耐鹽促生菌篩選、鑒定及對鹽脅迫小麥的效應

王 丹，趙亞光，張鳳華

(石河子大學/新疆生產建設兵團綠洲生態農業重點實驗室，新疆石河子 832003)

土壤鹽漬化是世界性問題，全球鹽漬化土壤面積約為1×109hm2，而我國是世界鹽堿地大國之一，鹽漬化土壤總面積約為0.99×108hm2[1]。鹽堿地由于含有大量硫酸鹽、氯化物及重碳酸鹽成分，導致土壤板結硬化、透水性差、肥力下降等而使農作物減產[2]，已嚴重制約我國經濟及農業的可持續發展。極端高鹽、高堿環境導致動、植物難以生存，但卻蘊藏著大量的耐鹽堿、甚至嗜鹽堿的微生物類群[3-5]。這些微生物的生命活動在改變鹽堿地土壤理化性質的同時，也受土壤極端理化性質的影響，從而形成適應高鹽堿環境的細胞結構、遺傳特性和生理功能[6]。有些菌株除了具有耐鹽堿能力之外并具有固氮、溶磷(無機磷、有機磷)、分泌植物激素的能力。例如丁琳琳等[7]從鹽堿土中分離得到12株耐鹽堿菌，發現這12株耐鹽菌都具有產ACC脫氨酶、鐵載體及溶磷能力，產IAA。許芳芳等[8]和Dai等[9]分別對內蒙古荒漠植物根際土壤和寧夏荒漠草原土壤進行耐鹽堿細菌分離，發現所得耐鹽堿細菌兼具固氮、解無機磷、產鐵載體、產IAA、產ACC脫氨酶的功能特性。Komal等[10]從印度戈爾哈布爾鹽漬化土壤中分離篩選出一株陰溝腸桿菌，該菌株在鹽脅迫下可維持ACC脫氨酶活性，增溶磷酸鹽，產吲哚乙酸、鐵載體、氰化氫和胞外多糖。

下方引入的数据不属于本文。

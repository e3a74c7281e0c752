//! OAuth2 client-credential token acquisition for the CRM.
//!
//! Tokens are cached per credential set and dropped from the cache
//! [`TOKEN_REFRESH_SKEW`] before they actually expire, so every CRM call made
//! through [`TokenProvider::get_access_token`] carries a token with at least
//! that much lifetime left. Concurrent callers that miss the cache share one
//! in-flight request to the token endpoint.

use crate::config::Config;
use crate::errors::AppError;
use chrono::{DateTime, Utc};
use moka::future::Cache;
use moka::Expiry;
use serde::Deserialize;
use sha2::{Digest, Sha256};
use std::time::{Duration, Instant};

/// How long before expiry a cached token stops being handed out.
pub const TOKEN_REFRESH_SKEW: Duration = Duration::from_secs(60);

/// Lifetime assumed when the token endpoint omits `expires_in`.
const DEFAULT_TOKEN_LIFETIME_SECS: u64 = 3599;

/// Upper bound on how long a token is cached, whatever the authority claims.
const MAX_TOKEN_LIFETIME_SECS: u64 = 24 * 3600;

#[derive(Debug, Deserialize)]
struct TokenResponse {
    access_token: Option<String>,
    expires_in: Option<u64>,
}

#[derive(Debug, Deserialize)]
struct TokenErrorResponse {
    error: Option<String>,
    error_description: Option<String>,
}

/// A bearer token together with its lifetime as reported by the authority.
#[derive(Debug, Clone)]
pub struct AccessToken {
    pub secret: String,
    pub expires_at: DateTime<Utc>,
    lifetime: Duration,
}

struct TokenExpiry {
    skew: Duration,
}

impl Expiry<String, AccessToken> for TokenExpiry {
    fn expire_after_create(
        &self,
        _key: &String,
        value: &AccessToken,
        _created_at: Instant,
    ) -> Option<Duration> {
        Some(value.lifetime.saturating_sub(self.skew))
    }
}

/// Exchanges the configured client credentials for CRM bearer tokens.
#[derive(Clone)]
pub struct TokenProvider {
    client: reqwest::Client,
    token_url: String,
    client_id: String,
    client_secret: String,
    scope: String,
    cache_key: String,
    cache: Cache<String, AccessToken>,
}

impl TokenProvider {
    pub fn new(config: &Config, client: reqwest::Client) -> Self {
        let token_url = config.token_url();
        let scope = config.token_scope();
        let cache_key = credential_key(&token_url, &config.client_id, &scope);

        let cache = Cache::builder()
            .max_capacity(16)
            .expire_after(TokenExpiry {
                skew: TOKEN_REFRESH_SKEW,
            })
            .build();

        Self {
            client,
            token_url,
            client_id: config.client_id.clone(),
            client_secret: config.client_secret.clone(),
            scope,
            cache_key,
            cache,
        }
    }

    /// Returns a bearer token for the CRM, fetching a new one when the cached
    /// token is missing or close to expiry.
    pub async fn get_access_token(&self) -> Result<String, AppError> {
        let token = self
            .cache
            .try_get_with(self.cache_key.clone(), self.fetch_token())
            .await
            .map_err(|e| (*e).clone())?;

        Ok(token.secret)
    }

    /// Forgets the cached token so the next call goes to the authority.
    pub async fn invalidate(&self) {
        self.cache.invalidate(&self.cache_key).await;
    }

    async fn fetch_token(&self) -> Result<AccessToken, AppError> {
        tracing::debug!("Requesting access token for client {}", self.client_id);

        let params = [
            ("grant_type", "client_credentials"),
            ("client_id", self.client_id.as_str()),
            ("client_secret", self.client_secret.as_str()),
            ("scope", self.scope.as_str()),
        ];

        let response = self
            .client
            .post(&self.token_url)
            .form(&params)
            .send()
            .await
            .map_err(|e| AppError::AuthError(format!("Token request failed: {}", e)))?;

        if !response.status().is_success() {
            let status = response.status();
            let error_text = response
                .text()
                .await
                .unwrap_or_else(|_| "Unknown error".to_string());
            tracing::error!("Error fetching access token: {} {}", status, error_text);
            return Err(AppError::AuthError(format!(
                "Token endpoint returned {}: {}",
                status,
                describe_token_error(&error_text)
            )));
        }

        let body: TokenResponse = response.json().await.map_err(|e| {
            AppError::AuthError(format!("Failed to parse token response: {}", e))
        })?;

        let secret = body
            .access_token
            .filter(|t| !t.is_empty())
            .ok_or_else(|| {
                AppError::AuthError("Token response missing 'access_token' field".to_string())
            })?;

        let lifetime = Duration::from_secs(
            body.expires_in
                .unwrap_or(DEFAULT_TOKEN_LIFETIME_SECS)
                .min(MAX_TOKEN_LIFETIME_SECS),
        );
        let expires_at = chrono::Duration::from_std(lifetime)
            .ok()
            .and_then(|delta| Utc::now().checked_add_signed(delta))
            .unwrap_or_else(Utc::now);

        tracing::info!("Access token acquired, expires at {}", expires_at);

        Ok(AccessToken {
            secret,
            expires_at,
            lifetime,
        })
    }
}

/// Stable cache key for one credential set; the secret itself is not part of it.
fn credential_key(token_url: &str, client_id: &str, scope: &str) -> String {
    let mut hasher = Sha256::new();
    hasher.update(token_url.as_bytes());
    hasher.update(b"\n");
    hasher.update(client_id.as_bytes());
    hasher.update(b"\n");
    hasher.update(scope.as_bytes());
    hex::encode(hasher.finalize())
}

fn describe_token_error(body: &str) -> String {
    match serde_json::from_str::<TokenErrorResponse>(body) {
        Ok(TokenErrorResponse {
            error_description: Some(description),
            ..
        }) => description,
        Ok(TokenErrorResponse {
            error: Some(error), ..
        }) => error,
        _ => body.to_string(),
    }
}
//! Student creation as one logical operation: create the contact, then link
//! its academic year and parents. When a link fails the contact can be
//! deleted again so the CRM is not left with a half-linked student.

use crate::crm_client::{CrmClient, LookupLink};
use crate::errors::AppError;
use crate::models::{AccountRequest, CreatedEntity};
use crate::parent_links::{ParentLinks, ParentRole};
use crate::validation::id_string;

pub const CONTACTS: &str = "contacts";
pub const ACADEMIC_YEARS: &str = "new_academicyears";
pub const ACADEMIC_YEAR_LOOKUP: &str = "new_AcademicYearlookup";

/// One `@odata.bind` the student needs after creation.
#[derive(Debug, Clone, PartialEq, Eq)]
pub struct PlannedLink {
    pub lookup_field: &'static str,
    pub target_entity_set: &'static str,
    pub target_id: String,
}

/// Works out the links for a student in execution order: academic year,
/// then father, then mother. Parent ids sent with the request win over the
/// ones remembered for the session.
pub fn plan_links(
    request: &AccountRequest,
    remembered: &ParentLinks,
) -> Result<Vec<PlannedLink>, AppError> {
    let academic_year = request
        .academic_year_id
        .as_ref()
        .and_then(id_string)
        .ok_or_else(|| {
            AppError::BadRequest("academicYearId must be a record identifier".to_string())
        })?;

    let mut links = vec![PlannedLink {
        lookup_field: ACADEMIC_YEAR_LOOKUP,
        target_entity_set: ACADEMIC_YEARS,
        target_id: academic_year,
    }];

    for (role, field, explicit) in [
        (ParentRole::Father, "fatherId", &request.father_id),
        (ParentRole::Mother, "motherId", &request.mother_id),
    ] {
        let parent = match explicit {
            Some(value) => Some(id_string(value).ok_or_else(|| {
                AppError::BadRequest(format!("{} must be a record identifier", field))
            })?),
            None => remembered.get(role).map(str::to_string),
        };

        if let Some(target_id) = parent {
            links.push(PlannedLink {
                lookup_field: role.lookup_field(),
                target_entity_set: CONTACTS,
                target_id,
            });
        }
    }

    Ok(links)
}

pub struct StudentEnrollment<'a> {
    crm: &'a CrmClient,
    rollback_on_failure: bool,
}

impl<'a> StudentEnrollment<'a> {
    pub fn new(crm: &'a CrmClient, rollback_on_failure: bool) -> Self {
        Self {
            crm,
            rollback_on_failure,
        }
    }

    /// Creates the student and applies `links` in order, stopping at the
    /// first failure.
    pub async fn run(
        &self,
        request: &AccountRequest,
        links: &[PlannedLink],
    ) -> Result<CreatedEntity, AppError> {
        let created = self.crm.create_entity(request, CONTACTS).await?;
        let student_id = created.guid.to_string();

        for link in links {
            let outcome = self
                .crm
                .link_lookup(LookupLink {
                    entity_set: CONTACTS,
                    entity_id: &student_id,
                    lookup_field: link.lookup_field,
                    target_entity_set: link.target_entity_set,
                    target_id: &link.target_id,
                })
                .await;

            if let Err(err) = outcome {
                self.compensate(&student_id).await;
                return Err(err);
            }
        }

        Ok(created)
    }

    async fn compensate(&self, student_id: &str) {
        if !self.rollback_on_failure {
            tracing::warn!(
                "Student {} left in CRM with incomplete lookups (rollback disabled)",
                student_id
            );
            return;
        }

        match self.crm.delete_entity(CONTACTS, student_id).await {
            Ok(()) => tracing::info!("Rolled back student {} after link failure", student_id),
            Err(e) => tracing::error!("Failed to roll back student {}: {}", student_id, e),
        }
    }
}
use axum::{
    http::StatusCode,
    response::{IntoResponse, Response},
    Json,
};
use serde_json::json;
use std::fmt;

/// Application-specific error types.
#[derive(Debug, Clone)]
pub enum AppError {
    /// Bad request error (missing or invalid input).
    BadRequest(String),
    /// The identity provider refused or garbled the client-credential exchange.
    AuthError(String),
    /// A create, update or delete against the CRM failed.
    CrmWriteError(String),
    /// A read query against the CRM failed.
    CrmQueryError(String),
    /// The creation response carried no usable `Location` header.
    InvalidLocation(String),
    /// Internal server error.
    InternalError(String),
    /// Upstream failure reported to the caller with a fixed message only.
    Unavailable(String),
    /// Error with context chain, reported to the caller as `error` + `details`.
    WithContext {
        /// The underlying source of the error.
        source: Box<AppError>,
        /// Additional context message.
        context: String,
    },
}

impl AppError {
    /// The bare message carried by the error, without the variant prefix.
    pub fn message(&self) -> String {
        match self {
            AppError::BadRequest(msg)
            | AppError::AuthError(msg)
            | AppError::CrmWriteError(msg)
            | AppError::CrmQueryError(msg)
            | AppError::InvalidLocation(msg)
            | AppError::InternalError(msg)
            | AppError::Unavailable(msg) => msg.clone(),
            AppError::WithContext { source, .. } => source.message(),
        }
    }
}

impl fmt::Display for AppError {
    /// Formats the error for display.
    fn fmt(&self, f: &mut fmt::Formatter<'_>) -> fmt::Result {
        match self {
            AppError::BadRequest(msg) => write!(f, "Bad request: {}", msg),
            AppError::AuthError(msg) => write!(f, "Authentication error: {}", msg),
            AppError::CrmWriteError(msg) => write!(f, "CRM write error: {}", msg),
            AppError::CrmQueryError(msg) => write!(f, "CRM query error: {}", msg),
            AppError::InvalidLocation(msg) => write!(f, "Invalid Location header: {}", msg),
            AppError::InternalError(msg) => write!(f, "Internal error: {}", msg),
            AppError::Unavailable(msg) => write!(f, "Unavailable: {}", msg),
            AppError::WithContext { source, context } => {
                write!(f, "{}: {}", context, source)
            }
        }
    }
}

impl std::error::Error for AppError {}

impl IntoResponse for AppError {
    /// Converts the error into an HTTP response.
    ///
    /// Validation errors become 400, everything else 500. Only `WithContext`
    /// exposes the underlying message to the caller.
    fn into_response(self) -> Response {
        let body = match &self {
            AppError::BadRequest(msg) => {
                tracing::warn!("Rejected request: {}", msg);
                return (StatusCode::BAD_REQUEST, Json(json!({ "error": msg }))).into_response();
            }
            AppError::WithContext { source, context } => {
                // Log full context chain for debugging
                tracing::error!("Error with context: {} -> {}", context, source);
                json!({
                    "error": context,
                    "details": source.message(),
                })
            }
            AppError::Unavailable(msg) => {
                tracing::error!("Upstream unavailable: {}", msg);
                json!({ "error": msg })
            }
            other => {
                tracing::error!("{}", other);
                json!({ "error": "Internal server error" })
            }
        };

        (StatusCode::INTERNAL_SERVER_ERROR, Json(body)).into_response()
    }
}

/// Extension trait for adding context to errors.
/// Similar to `anyhow::Context` but for our `AppError` type.
pub trait ResultExt<T> {
    /// Add context to an error.
    fn context(self, context: impl Into<String>) -> Result<T, AppError>;
}

impl<T> ResultExt<T> for Result<T, AppError> {
    fn context(self, context: impl Into<String>) -> Result<T, AppError> {
        self.map_err(|e| AppError::WithContext {
            source: Box::new(e),
            context: context.into(),
        })
    }
}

小麥是全球主要糧食作物之一，鹽脅迫可直接導致小麥品質和產量下降[11]，Upadhyay等[12]和Pourbabaei等[13]研究表明，耐鹽芽孢桿菌能提高鹽脅迫小麥莖部及根系生物量。許芳芳等[8]將分離自荒漠地區的促生菌接種于鹽脅迫處理小麥，發現其對小麥莖鮮重和干重有顯著促進作用。李鳳霞等[14]將耐鹽促生菌株接種于小麥和燕麥種子，發現其對小麥、燕麥的根部具有明顯促生長作用。馬驄毓等[15]將從西藏阿里地區的披堿草根系及根際土分離篩選出的促生菌接種于披堿草，發現這些促生菌均在不同程度上增加了披堿草株高、根長及干重。趙龍飛等[16]研究發現，在250 mmol·L-1鹽脅迫下，接種內生菌的小麥幼苗POD和CAT活性較對照均顯著增加。以上研究表明，耐鹽促生菌可以緩解作物鹽毒害，對促進作物生產有著重要作用。因此，本研究擬從新疆瑪納斯河流域鹽堿土壤中分離耐鹽菌并將其接種于小麥，測定其在鹽脅迫下對小麥生長及生理特性的影響，以期為耐鹽促生菌的開發和小麥耐鹽脅迫栽培提供參考依據。

1 材料與方法

1.1 菌株來源

土壤樣品采集地點位于新疆瑪納斯河流域沖積扇緣地帶十戶灘鎮(44°37′N，86°10′E)，地處準噶爾盆地南緣，常年干旱少雨，蒸發強烈，年降水量約為110～200 mm，年蒸發量達1 500～2 000 mm，年平均氣溫6.6 ℃，≥ 10 ℃積溫為 3 490 ℃，無霜期為148～187 d，屬于典型的大陸性氣候。于2018年4月以“五點法”進行取樣，取樣土層為0～20 cm，將采集土壤裝入無菌自封袋中，低溫保存迅速帶回實驗室。土壤類型為灰漠土，土壤基礎養分狀況見表1。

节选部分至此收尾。